> What tool are you using to run the regex?
 
Oops, I forgot to answer that.  Vedit (the text editor) runs regex internally.  I don't know whether they programmed that part themselves, or are using code from elsewhere.
 
> if I'm understanding what you want to do (prepend 0s to dates and remove the comma).
 
In the simplified test case, yes (plus de-blanking the extra blanks), but in the real case, it's much more than that, including a re-ordering of "fields" to match the mbox spec.
 
Hartmut W Sager - Tel +1-204-339-8331


On Sat, 4 Jan 2020 at 10:58, Mark Campbell <nitrodist@gmail.com> wrote:
I don't think you can use \s in the replacement regex as it has no special meaning there. In my local testing with perl, it seems to treat it as a literal escape for the letter s. What tool are you using to run the regex?

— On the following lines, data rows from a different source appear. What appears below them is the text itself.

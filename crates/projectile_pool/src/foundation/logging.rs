//! Logging utilities

/// Initialize the logging system with a fallback level
///
/// `RUST_LOG` still wins when it is set. Calling this more than once is
/// harmless; later calls are ignored.
pub fn init_with_level(level: &str) {
    let _ = env_logger::Builder::from_env(env_logger::Env::default().default_filter_or(level))
        .format_timestamp_millis()
        .try_init();
}
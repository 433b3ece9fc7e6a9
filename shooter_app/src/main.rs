//! Headless shooter demo
//!
//! Runs a fixed-step shoot-out between the player and a row of enemies and
//! reports how well the projectile pools recycled bullets.
//!
//! ```text
//! shooter_demo [config.toml|config.ron] [seconds]
//! ```

mod battle;
mod lifetime;

use projectile_pool::foundation::logging;
use projectile_pool::prelude::*;

use battle::Battle;

const FIXED_TIMESTEP: f32 = 1.0 / 60.0;
const DEFAULT_DURATION_SECS: f32 = 30.0;
const RNG_SEED: u64 = 0x5EED;

/// Errors that stop the demo
#[derive(thiserror::Error, Debug)]
enum AppError {
    #[error("Failed to load configuration: {0}")]
    Config(#[from] ConfigError),

    #[error("Failed to initialize projectile pools: {0}")]
    Pool(#[from] PoolError),

    #[error("Invalid duration '{0}', expected seconds")]
    InvalidDuration(String),
}

fn main() -> Result<(), AppError> {
    let mut args = std::env::args().skip(1);

    let config = match args.next() {
        Some(path) => PoolConfig::load_from_file(&path)?,
        None => PoolConfig::default(),
    };
    let duration = match args.next() {
        Some(raw) => raw
            .parse::<f32>()
            .ok()
            .filter(|secs| secs.is_finite() && *secs > 0.0)
            .ok_or(AppError::InvalidDuration(raw))?,
        None => DEFAULT_DURATION_SECS,
    };

    logging::init_with_level(&config.log_level);
    log::info!("Starting shooter demo ({:.1}s simulated)", duration);

    let templates = match &config.templates_path {
        Some(path) => {
            log::info!("Loading bullet templates from {}", path.display());
            TemplateLibrary::load_from_file(path)?
        }
        None => TemplateLibrary::with_defaults(),
    };

    let pools = ProjectilePools::initialize(&templates, &config)?;
    let mut battle = Battle::new(pools, RNG_SEED);

    let steps = (duration / FIXED_TIMESTEP).ceil() as u32;
    for step in 0..steps {
        battle.step(FIXED_TIMESTEP);

        if step % 600 == 0 {
            log::debug!("t={:.1}s in_flight={}", step as f32 * FIXED_TIMESTEP, battle.in_flight());
        }
    }
    battle.finish();

    log::info!("Peak bullets in flight: {}", battle.peak_in_flight());
    log::info!("Player bullet pool: {}", battle.pools().player_stats());
    log::info!("Enemy bullet pool: {}", battle.pools().enemy_stats());
    Ok(())
}
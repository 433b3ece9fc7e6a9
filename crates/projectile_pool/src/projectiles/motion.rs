//! Motion state for projectiles
//!
//! Bullets fly in straight lines, so this is a cut-down movement component:
//! position plus constant velocity, no acceleration or damping.

use crate::foundation::math::{safe_direction, Vec3};

/// Linear motion of a projectile
#[derive(Debug, Clone, PartialEq)]
pub struct Motion {
    /// World position
    pub position: Vec3,

    /// Linear velocity in units per second
    pub velocity: Vec3,
}

impl Motion {
    /// Create motion at rest at the origin
    pub fn new() -> Self {
        Self {
            position: Vec3::zeros(),
            velocity: Vec3::zeros(),
        }
    }

    /// Place at `origin` and head along `direction` at `speed`
    pub fn launch(&mut self, origin: Vec3, direction: Vec3, speed: f32) {
        self.position = origin;
        self.velocity = safe_direction(direction) * speed;
    }

    /// Integrate position over `delta_time` seconds
    pub fn integrate(&mut self, delta_time: f32) {
        self.position += self.velocity * delta_time;
    }

    /// Whether the projectile is moving at all
    pub fn is_moving(&self) -> bool {
        self.velocity != Vec3::zeros()
    }

    /// Stop all movement immediately
    pub fn stop(&mut self) {
        self.velocity = Vec3::zeros();
    }
}

impl Default for Motion {
    fn default() -> Self {
        Self::new()
    }
}
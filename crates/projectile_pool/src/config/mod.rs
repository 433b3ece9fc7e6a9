//! Configuration system
//!
//! Any serde type can opt into file loading through [`Config`]. The format is
//! picked from the file extension: `.toml` or `.ron`.

mod pool_config;

pub use pool_config::{PoolConfig, PoolSettings};
pub use serde::{Serialize, Deserialize};

use std::path::Path;

/// Configuration trait
pub trait Config: Serialize + for<'de> Deserialize<'de> + Default {
    /// Load configuration from file
    fn load_from_file(path: impl AsRef<Path>) -> Result<Self, ConfigError> {
        let path = path.as_ref();
        let contents = std::fs::read_to_string(path)?;
        Self::from_str_with_format(&contents, ConfigFormat::from_path(path)?)
    }

    /// Parse configuration text in the given format
    fn from_str_with_format(contents: &str, format: ConfigFormat) -> Result<Self, ConfigError> {
        match format {
            ConfigFormat::Toml => {
                toml::from_str(contents).map_err(|e| ConfigError::Parse(e.to_string()))
            }
            ConfigFormat::Ron => {
                ron::from_str(contents).map_err(|e| ConfigError::Parse(e.to_string()))
            }
        }
    }

    /// Save configuration to file
    fn save_to_file(&self, path: impl AsRef<Path>) -> Result<(), ConfigError> {
        let path = path.as_ref();
        let contents = match ConfigFormat::from_path(path)? {
            ConfigFormat::Toml => {
                toml::to_string_pretty(self).map_err(|e| ConfigError::Serialize(e.to_string()))?
            }
            ConfigFormat::Ron => {
                ron::ser::to_string_pretty(self, ron::ser::PrettyConfig::default())
                    .map_err(|e| ConfigError::Serialize(e.to_string()))?
            }
        };

        std::fs::write(path, contents)?;
        Ok(())
    }
}

/// On-disk configuration formats
#[derive(Debug, Clone, Copy, PartialEq, Eq)]
pub enum ConfigFormat {
    /// TOML document
    Toml,
    /// Rusty Object Notation
    Ron,
}

impl ConfigFormat {
    /// Pick the format from a file extension
    pub fn from_path(path: &Path) -> Result<Self, ConfigError> {
        match path.extension().and_then(|ext| ext.to_str()) {
            Some("toml") => Ok(Self::Toml),
            Some("ron") => Ok(Self::Ron),
            _ => Err(ConfigError::UnsupportedFormat(path.display().to_string())),
        }
    }
}

/// Configuration errors
#[derive(thiserror::Error, Debug)]
pub enum ConfigError {
    /// IO error
    #[error("IO error: {0}")]
    Io(#[from] std::io::Error),

    /// Parse error
    #[error("Parse error: {0}")]
    Parse(String),

    /// Serialization error
    #[error("Serialization error: {0}")]
    Serialize(String),

    /// Unsupported format
    #[error("Unsupported format: {0}")]
    UnsupportedFormat(String),

    /// Values parsed but failed validation
    #[error("Invalid configuration: {0}")]
    Invalid(String),
}

#[cfg(test)]
mod tests {
    use super::*;

    #[test]
    fn test_format_from_extension() {
        assert_eq!(ConfigFormat::from_path(Path::new("pools.toml")).unwrap(), ConfigFormat::Toml);
        assert_eq!(ConfigFormat::from_path(Path::new("dir/pools.ron")).unwrap(), ConfigFormat::Ron);
    }

    #[test]
    fn test_unsupported_format() {
        let err = ConfigFormat::from_path(Path::new("pools.json")).unwrap_err();
        assert!(matches!(err, ConfigError::UnsupportedFormat(_)));
        assert!(err.to_string().contains("pools.json"));
    }

    #[test]
    fn test_missing_file_is_io_error() {
        let err = PoolConfig::load_from_file("definitely/not/here.toml").unwrap_err();
        assert!(matches!(err, ConfigError::Io(_)));
    }
}
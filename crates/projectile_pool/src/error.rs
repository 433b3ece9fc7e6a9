//! Error types for pool initialization

use crate::config::ConfigError;

/// Errors raised while setting up projectile pools
///
/// Acquire and release never fail; only loading the template a pool builds
/// from can.
#[derive(thiserror::Error, Debug)]
pub enum PoolError {
    /// No template with this name exists in the source
    #[error("Template not found: {name}")]
    TemplateNotFound {
        /// Requested template name
        name: String,
    },

    /// Template exists but cannot build a usable entity
    #[error("Invalid template '{name}': {reason}")]
    InvalidTemplate {
        /// Template name
        name: String,
        /// What is wrong with it
        reason: String,
    },

    /// Configuration or template file could not be loaded
    #[error(transparent)]
    Config(#[from] ConfigError),
}

/// Result type for pool setup
pub type PoolResult<T> = Result<T, PoolError>;
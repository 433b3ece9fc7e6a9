//! Recycling Object Pool
//!
//! A last-in-first-out free list of inactive entities backed by a factory that
//! builds a new entity whenever the free list runs dry.
//!
//! # Architecture
//!
//! ```text
//! caller ── acquire() ──► ObjectPool ──► free list non-empty? ── pop last
//!                              │                   │
//!                              │                   no
//!                              │                   ▼
//!                              │          EntityFactory::create()
//!                              │          Poolable::initialize()
//!                              │          set_active(false)
//!                              │
//! caller ── release(e) ──► set_active(false), stop_moving(), push
//! ```
//!
//! # Ownership
//!
//! `acquire` moves the entity out of the pool and `release` moves it back, so
//! an entity is held either by the pool or by exactly one caller. Nothing is
//! checked on release: handing in an entity from another pool simply adds it
//! to this one.
//!
//! # Threading
//!
//! The pool has no internal synchronization and is meant to be driven from
//! the game's main update loop through `&mut self`. Callers sharing a pool
//! between threads must wrap it in their own lock.
//!
//! # Usage
//!
//! ```rust
//! use projectile_pool::pool::{ObjectPool, Poolable};
//!
//! #[derive(Default)]
//! struct Spark { active: bool, speed: f32 }
//!
//! impl Poolable for Spark {
//!     fn set_active(&mut self, active: bool) { self.active = active; }
//!     fn is_active(&self) -> bool { self.active }
//!     fn stop_moving(&mut self) { self.speed = 0.0; }
//! }
//!
//! let mut pool = ObjectPool::new(Spark::default);
//! let spark = pool.acquire();
//! pool.release(spark);
//! assert_eq!(pool.available(), 1);
//! ```

mod stats;

pub use stats::PoolStats;

/// Capabilities an entity needs to live in an [`ObjectPool`]
pub trait Poolable {
    /// One-time setup run right after the factory constructs the entity
    fn initialize(&mut self) {}

    /// Toggle whether the entity takes part in the simulation
    fn set_active(&mut self, active: bool);

    /// Whether the entity currently takes part in the simulation
    fn is_active(&self) -> bool;

    /// Clear any motion state so a reused entity starts at rest
    fn stop_moving(&mut self);
}

/// Builds fresh entities for a pool on demand
pub trait EntityFactory<T> {
    /// Construct a new entity
    fn create(&mut self) -> T;
}

impl<T, F> EntityFactory<T> for F
where
    F: FnMut() -> T,
{
    fn create(&mut self) -> T {
        self()
    }
}

/// Unbounded LIFO pool of inactive entities
pub struct ObjectPool<T, F> {
    free: Vec<T>,
    factory: F,
    stats: PoolStats,
}

impl<T, F> ObjectPool<T, F>
where
    T: Poolable,
    F: EntityFactory<T>,
{
    /// Create an empty pool
    pub fn new(factory: F) -> Self {
        Self {
            free: Vec::new(),
            factory,
            stats: PoolStats::default(),
        }
    }

    /// Create a pool holding `count` freshly built inactive entities
    pub fn with_prewarm(factory: F, count: usize) -> Self {
        let mut pool = Self::new(factory);
        pool.free.reserve(count);
        for _ in 0..count {
            let entity = pool.build();
            pool.free.push(entity);
        }
        if count > 0 {
            log::debug!("Prewarmed pool with {} entities", count);
        }
        pool
    }

    /// Take an entity out of the pool, building one if none are free
    ///
    /// The returned entity is inactive; the caller activates it when it is
    /// put to use.
    pub fn acquire(&mut self) -> T {
        if let Some(entity) = self.free.pop() {
            self.stats.reused += 1;
            log::trace!("Reusing pooled entity ({} left)", self.free.len());
            entity
        } else {
            let entity = self.build();
            log::debug!("Pool empty, grew to {} entities", self.stats.created);
            entity
        }
    }

    /// Deactivate an entity, stop it, and put it back on the free list
    pub fn release(&mut self, mut entity: T) {
        entity.set_active(false);
        entity.stop_moving();
        self.free.push(entity);
        self.stats.released += 1;
    }

    /// Number of entities waiting to be reused
    pub fn available(&self) -> usize {
        self.free.len()
    }

    /// Whether the next acquire has to build a new entity
    pub fn is_empty(&self) -> bool {
        self.free.is_empty()
    }

    /// Usage counters for this pool
    pub fn stats(&self) -> PoolStats {
        PoolStats {
            available: self.free.len(),
            ..self.stats.clone()
        }
    }

    /// Borrow the factory, e.g. to inspect the template it builds from
    pub fn factory(&self) -> &F {
        &self.factory
    }

    fn build(&mut self) -> T {
        let mut entity = self.factory.create();
        entity.initialize();
        entity.set_active(false);
        self.stats.created += 1;
        entity
    }
}

impl<T, F> std::fmt::Debug for ObjectPool<T, F> {
    fn fmt(&self, f: &mut std::fmt::Formatter<'_>) -> std::fmt::Result {
        f.debug_struct("ObjectPool")
            .field("available", &self.free.len())
            .field("stats", &self.stats)
            .finish_non_exhaustive()
    }
}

Substitute in a space, seems to work as expected:

2020-01-04 10:45:30 ~ TOR-M001 %: ccat test | perl -pe 's/(Jan|Feb|Mar|Apr|May|Jun|Jul|Aug|Sep|Oct|Nov|Dec)\s+([0-9])[\s\,]+/\1 0\2 /'
From AncientBBS1 Thu  Jan 07 1986  20:50:00
2020-01-04 10:45:35 ~ TOR-M001 %: ccat test
From AncientBBS1 Thu  Jan  7, 1986  20:50:00

What might be easier (and more readable) is if each line has a fixed length from the beginning, you can match perhaps a little more clearly by doing something like s/^(.{23}) (\d),/\1 0\2/ if I'm understanding what you want to do (prepend 0s to dates and remove the comma).